Fig. 1: Phosphorylated α-Syn pathology in CNS segments of diseased α-Syn PFFs mice.

a–f Representative immunohistochemical results displaying the distribution of pα-Syn pathology in the 3rd thoracic spinal cord (T3) (a), the 11th thoracic spinal cord (T11) (b), medulla (c), pons (lower) (d), pons (upper) (e) and midbrain (f). g Schematic displaying the distribution pattern of pα-Syn pathology in diseased α-Syn PFFs mice.
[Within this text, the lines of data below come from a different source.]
use axum::http::{HeaderValue, Method, header};
use tower_http::cors::{AllowOrigin, Any, CorsLayer};

/// Additional server options.
#[derive(Clone, Debug)]
#[cfg_attr(feature = "clap", derive(clap::Parser), command(next_help_heading = "Server options"))]
pub struct ServerConfig {
    /// The cors `allow_origin` header
    #[cfg_attr(feature = "clap", arg(long, default_value = "*", env = "WALLET_SYNC_ALLOW_ORIGIN"))]
    pub allow_origin: String,

    /// Disable CORS.
    #[cfg_attr(feature = "clap", arg(long, conflicts_with = "allow_origin"))]
    pub no_cors: bool,
}

// === impl ServerConfig ===

impl ServerConfig {
    /// Sets the "allow origin" header for CORS.
    pub fn with_allow_origin(mut self, allow_origin: impl Into<String>) -> Self {
        self.allow_origin = allow_origin.into();
        self
    }

    /// Whether to enable CORS.
    pub fn set_cors(mut self, cors: bool) -> Self {
        self.no_cors = !cors;
        self
    }

    /// Builds the CORS layer, `None` if CORS is disabled.
    pub fn cors_layer(&self) -> Result<Option<CorsLayer>, header::InvalidHeaderValue> {
        if self.no_cors {
            return Ok(None)
        }
        let origin = if self.allow_origin.trim() == "*" {
            AllowOrigin::any()
        } else {
            AllowOrigin::exact(self.allow_origin.parse::<HeaderValue>()?)
        };
        Ok(Some(
            CorsLayer::new()
                .allow_methods([Method::GET, Method::POST])
                .allow_headers(Any)
                .allow_origin(origin),
        ))
    }
}

impl Default for ServerConfig {
    fn default() -> Self {
        Self { allow_origin: "*".to_string(), no_cors: false }
    }
}
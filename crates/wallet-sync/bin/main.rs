//! The `wallet-sync` CLI

use clap::Parser;
use wallet_sync::cmd::{SyncArgs, init_tracing};

#[tokio::main]
async fn main() -> eyre::Result<()> {
    init_tracing();
    SyncArgs::parse().run().await
}
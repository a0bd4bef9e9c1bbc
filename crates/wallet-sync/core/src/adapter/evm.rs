use alloy_primitives::{Address, utils::Unit};
use serde_json::Value;
use std::str::FromStr;

use super::ChainAdapter;
use crate::{
    chain::{ChainFamily, NetworkId},
    error::MalformedEventError,
};

/// Adapter for EVM compatible chains: hex addresses, wei amounts, numeric chain ids.
#[derive(Clone, Copy, Debug, Default)]
pub struct EvmAdapter;

impl ChainAdapter for EvmAdapter {
    fn family(&self) -> ChainFamily {
        ChainFamily::Evm
    }

    fn unit(&self) -> Unit {
        Unit::ETHER
    }

    fn allows_hex_amounts(&self) -> bool {
        true
    }

    /// Accepts all lower or all upper case hex, mixed case must be a valid EIP-55 checksum.
    ///
    /// Returns the checksummed address.
    fn normalize_address(&self, address: &str) -> Result<String, MalformedEventError> {
        let invalid = |reason: String| MalformedEventError::InvalidAddress {
            chain: ChainFamily::Evm,
            address: address.to_string(),
            reason,
        };
        let s = address.trim();
        let Some(hex) = s.strip_prefix("0x") else {
            return Err(invalid("missing 0x prefix".to_string()))
        };
        let mixed_case = hex.bytes().any(|b| b.is_ascii_lowercase()) &&
            hex.bytes().any(|b| b.is_ascii_uppercase());
        let parsed = if mixed_case {
            Address::parse_checksummed(s, None).map_err(|err| invalid(err.to_string()))?
        } else {
            Address::from_str(s).map_err(|err| invalid(err.to_string()))?
        };
        Ok(parsed.to_checksum(None))
    }

    /// Chain ids arrive as numbers, decimal strings or `0x` hex strings (`eth_chainId`).
    fn parse_network(&self, value: &Value) -> Result<NetworkId, MalformedEventError> {
        let invalid =
            || MalformedEventError::InvalidNetwork { chain: ChainFamily::Evm, value: value.to_string() };
        let id = match value {
            Value::Number(num) => num.as_u64().ok_or_else(invalid)?,
            Value::String(s) => {
                let s = s.trim();
                match s.strip_prefix("0x").or_else(|| s.strip_prefix("0X")) {
                    Some(hex) => u64::from_str_radix(hex, 16).map_err(|_| invalid())?,
                    None => s.parse::<u64>().map_err(|_| invalid())?,
                }
            }
            _ => return Err(invalid()),
        };
        Ok(NetworkId::Evm(id))
    }
}
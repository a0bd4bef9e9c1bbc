//! Validates inbound events and applies them to the session store and the ledger

use serde::Serialize;
use std::{
    sync::{
        Arc,
        atomic::{AtomicU64, Ordering},
    },
    time::Duration,
};
use tokio::time::Instant;
use wallet_sync_core::{
    ChainFamily, EventKind, EventTag, NetworkId, NormalizedEvent, RawEvent, Snapshot,
    TransactionRecord, TxKind, TxStatus, WalletStatus,
    adapter::{ChainAdapter, ChainAdapters},
    command::{CommandKind, OutboundCommand},
};

use crate::{
    error::{IngestError, StaleEventError},
    ledger::{LedgerError, TransactionLedger, UpdateOutcome},
    session::{ApplyOutcome, SessionStore},
    snapshot::SnapshotPublisher,
};

/// Counters of ingestion outcomes.
///
/// Kept outside of the snapshot, so discarded events leave the snapshot untouched.
#[derive(Debug, Default)]
pub struct IngestStats {
    applied: AtomicU64,
    ignored: AtomicU64,
    malformed: AtomicU64,
    unknown_chain: AtomicU64,
    stale: AtomicU64,
    rejected: AtomicU64,
    saturated: AtomicU64,
    expired_sessions: AtomicU64,
}

/// A point in time copy of [`IngestStats`].
#[derive(Clone, Copy, Debug, Default, PartialEq, Eq, Serialize)]
#[serde(rename_all = "camelCase")]
pub struct IngestCounters {
    /// events that changed state
    pub applied: u64,
    /// duplicates and no-op updates
    pub ignored: u64,
    pub malformed: u64,
    pub unknown_chain: u64,
    pub stale: u64,
    /// valid events that were not allowed in the current session state
    pub rejected: u64,
    /// records rejected by a saturated ledger
    pub saturated: u64,
    pub expired_sessions: u64,
}

// === impl IngestStats ===

impl IngestStats {
    pub fn counters(&self) -> IngestCounters {
        IngestCounters {
            applied: self.applied.load(Ordering::Relaxed),
            ignored: self.ignored.load(Ordering::Relaxed),
            malformed: self.malformed.load(Ordering::Relaxed),
            unknown_chain: self.unknown_chain.load(Ordering::Relaxed),
            stale: self.stale.load(Ordering::Relaxed),
            rejected: self.rejected.load(Ordering::Relaxed),
            saturated: self.saturated.load(Ordering::Relaxed),
            expired_sessions: self.expired_sessions.load(Ordering::Relaxed),
        }
    }

    /// Records a message that could not even be decoded into a [`RawEvent`].
    pub(crate) fn record_undecodable(&self) {
        Self::bump(&self.malformed);
    }

    fn bump(counter: &AtomicU64) {
        counter.fetch_add(1, Ordering::Relaxed);
    }

    fn record_error(&self, err: &IngestError) {
        let counter = match err {
            IngestError::Malformed(_) => &self.malformed,
            IngestError::UnknownChain(_) => &self.unknown_chain,
            IngestError::Stale(_) => &self.stale,
            IngestError::LedgerSaturated(_) => &self.saturated,
            IngestError::InvalidTransition { .. } |
            IngestError::AddressMismatch { .. } |
            IngestError::ForeignRecord { .. } => &self.rejected,
        };
        Self::bump(counter);
    }
}

/// The single writer of the session store and the transaction ledger.
///
/// Every inbound event, regardless of the transport it arrived on, is applied through
/// [`EventIngestor::ingest`]. Failures of a single event are recorded and never escape.
#[derive(Debug)]
pub struct EventIngestor {
    adapters: ChainAdapters,
    store: SessionStore,
    ledger: TransactionLedger,
    publisher: Arc<SnapshotPublisher>,
    stats: Arc<IngestStats>,
}

// === impl EventIngestor ===

impl EventIngestor {
    pub fn new(
        expected: impl IntoIterator<Item = NetworkId>,
        ledger_capacity: usize,
        publisher: Arc<SnapshotPublisher>,
        stats: Arc<IngestStats>,
    ) -> Self {
        Self {
            adapters: ChainAdapters::default(),
            store: SessionStore::new(expected),
            ledger: TransactionLedger::new(ledger_capacity),
            publisher,
            stats,
        }
    }

    pub fn store(&self) -> &SessionStore {
        &self.store
    }

    pub fn ledger(&self) -> &TransactionLedger {
        &self.ledger
    }

    pub fn snapshot(&self) -> Arc<Snapshot> {
        self.publisher.current()
    }

    /// Ingests a raw event, publishing a new snapshot if it changed state.
    pub fn ingest(&mut self, raw: &RawEvent) {
        self.ingest_at(raw, Instant::now())
    }

    pub fn ingest_at(&mut self, raw: &RawEvent, now: Instant) {
        match self.try_ingest(raw, now) {
            Ok(ApplyOutcome::Changed) => {
                self.publish();
                IngestStats::bump(&self.stats.applied);
            }
            Ok(ApplyOutcome::Unchanged) => {
                trace!(target: "sync::ingest", chain = %raw.chain_family, kind = %raw.kind, "event carried no new information");
                IngestStats::bump(&self.stats.ignored);
            }
            Err(err) => {
                match &err {
                    IngestError::Stale(_) => {
                        trace!(target: "sync::ingest", %err, "dropped stale event")
                    }
                    IngestError::LedgerSaturated(_) => {
                        warn!(target: "sync::ingest", %err, "dropped event")
                    }
                    _ => debug!(target: "sync::ingest", %err, chain = %raw.chain_family, kind = %raw.kind, "dropped event"),
                }
                self.stats.record_error(&err);
            }
        }
    }

    /// Routes, validates and applies a single event.
    pub fn try_ingest(&mut self, raw: &RawEvent, now: Instant) -> Result<ApplyOutcome, IngestError> {
        let adapter = self.adapters.route(&raw.chain_family)?;
        let event = adapter.normalize_event(raw)?;
        self.apply(&event, now)
    }

    /// Applies a normalized event.
    ///
    /// Only accepted events keep the session alive.
    pub fn apply(&mut self, event: &NormalizedEvent, now: Instant) -> Result<ApplyOutcome, IngestError> {
        let chain = event.chain;
        let status = self.store.status(chain);
        if status == WalletStatus::Disconnected &&
            !matches!(event.tag(), EventTag::Connect | EventTag::State)
        {
            return Err(StaleEventError { chain, event: event.tag(), reason: "chain is disconnected" }
                .into())
        }
        let outcome = self.apply_event(event, now)?;
        self.store.touch(chain, &event.session_id, now);
        Ok(outcome)
    }

    fn apply_event(&mut self, event: &NormalizedEvent, now: Instant) -> Result<ApplyOutcome, IngestError> {
        let chain = event.chain;
        match &event.kind {
            EventKind::SignResult { tx_id, address, error } => {
                let from = self.check_signer(event, address.as_deref())?;
                if self.ledger.knows(tx_id) {
                    return Ok(ApplyOutcome::Unchanged)
                }
                let (status, confirmed_at) = match error {
                    None => (TxStatus::Confirmed, Some(event.timestamp)),
                    Some(_) => (TxStatus::Failed, None),
                };
                self.record(TransactionRecord {
                    id: tx_id.clone(),
                    chain_family: chain,
                    kind: TxKind::Sign,
                    from,
                    to: None,
                    amount: None,
                    status,
                    created_at: event.timestamp,
                    confirmed_at,
                    error: error.clone(),
                })
            }
            EventKind::TransferInitiated { tx_id, from, to, amount } => {
                let from = self.check_signer(event, from.as_deref())?;
                if self.ledger.knows(tx_id) {
                    return Ok(ApplyOutcome::Unchanged)
                }
                self.record(TransactionRecord {
                    id: tx_id.clone(),
                    chain_family: chain,
                    kind: TxKind::Transfer,
                    from,
                    to: Some(to.clone()),
                    amount: Some(amount.clone()),
                    status: TxStatus::Pending,
                    created_at: event.timestamp,
                    confirmed_at: None,
                    error: None,
                })
            }
            EventKind::TransferConfirmed { tx_id } => {
                self.update(chain, tx_id, TxStatus::Confirmed, Some(event.timestamp), None)
            }
            EventKind::TransferFailed { tx_id, reason } => {
                self.update(chain, tx_id, TxStatus::Failed, None, reason.clone())
            }
            _ => self.store.apply(event, now),
        }
    }

    /// Applies the optimistic side of an outbound command.
    ///
    /// Returns true if this changed state.
    pub fn on_command(&mut self, command: &OutboundCommand, now: Instant) -> bool {
        if command.command == CommandKind::Connect &&
            self.store.begin_connect(command.chain_family, now)
        {
            self.publish();
            return true
        }
        false
    }

    /// Disconnects all sessions without inbound events for longer than `timeout`.
    ///
    /// Returns the number of evicted sessions.
    pub fn evict_expired(&mut self, now: Instant, timeout: Duration) -> usize {
        let expired = self.store.evict_expired(now, timeout);
        for err in &expired {
            info!(target: "sync::ingest", %err, "forcing disconnect");
            IngestStats::bump(&self.stats.expired_sessions);
        }
        if !expired.is_empty() {
            self.publish();
        }
        expired.len()
    }

    /// Validates that a sign or transfer happens on a connected session and returns the signer.
    fn check_signer(
        &self,
        event: &NormalizedEvent,
        reported: Option<&str>,
    ) -> Result<String, IngestError> {
        let chain = event.chain;
        let status = self.store.status(chain);
        let session = match self.store.get(chain) {
            Some(session) if status == WalletStatus::Connected => session,
            _ => return Err(IngestError::InvalidTransition { chain, status, event: event.tag() }),
        };
        if let Some(reported) = reported &&
            reported != session.address
        {
            return Err(IngestError::AddressMismatch {
                chain,
                connected: session.address.clone(),
                reported: reported.to_string(),
            })
        }
        Ok(session.address.clone())
    }

    fn record(&mut self, record: TransactionRecord) -> Result<ApplyOutcome, IngestError> {
        match self.ledger.record(record) {
            Ok(_) => Ok(ApplyOutcome::Changed),
            Err(LedgerError::Duplicate(_)) => Ok(ApplyOutcome::Unchanged),
            Err(LedgerError::Saturated(err)) => Err(err.into()),
        }
    }

    fn update(
        &mut self,
        chain: ChainFamily,
        tx_id: &str,
        status: TxStatus,
        confirmed_at: Option<u64>,
        error: Option<String>,
    ) -> Result<ApplyOutcome, IngestError> {
        match self.ledger.update_status(chain, tx_id, status, confirmed_at, error) {
            UpdateOutcome::Updated => Ok(ApplyOutcome::Changed),
            UpdateOutcome::Unchanged | UpdateOutcome::Unknown => Ok(ApplyOutcome::Unchanged),
            UpdateOutcome::ForeignChain(owner) => {
                Err(IngestError::ForeignRecord { chain, owner, id: tx_id.to_string() })
            }
        }
    }

    fn publish(&self) -> Arc<Snapshot> {
        self.publisher.publish(
            self.store.sessions(),
            self.ledger.records(),
            self.ledger.is_saturated(),
            self.store.failures(),
        )
    }

    /// The adapter of a chain family.
    pub fn adapter(&self, chain: ChainFamily) -> &dyn ChainAdapter {
        self.adapters.get(chain)
    }
}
Green, yellow, orange, and red represent the severity of α-Syn pathology, ranging from low densities to high densities of inclusions. h–s High-magnification immunohistochemical images in different CNS regions from diseased α-Syn PFFs mice show the pα-Syn inclusions in IML of T3 (h) and T11 (i), 7Sp of T11 (j), dorsal motor nucleus of vagus (k), ambiguus nucleus (l), solitary nucleus (m), locus coeruleus (n), Barrington’s nucleus (o), parvicellular reticular nucleus (p), periaqueductal gray (q), median raphe nucleus (r), and arcuate hypothalamic nucleus (s). [Scale bars, 500 µm (a–d); 1 mm (e, f); 66 µm (h–s)].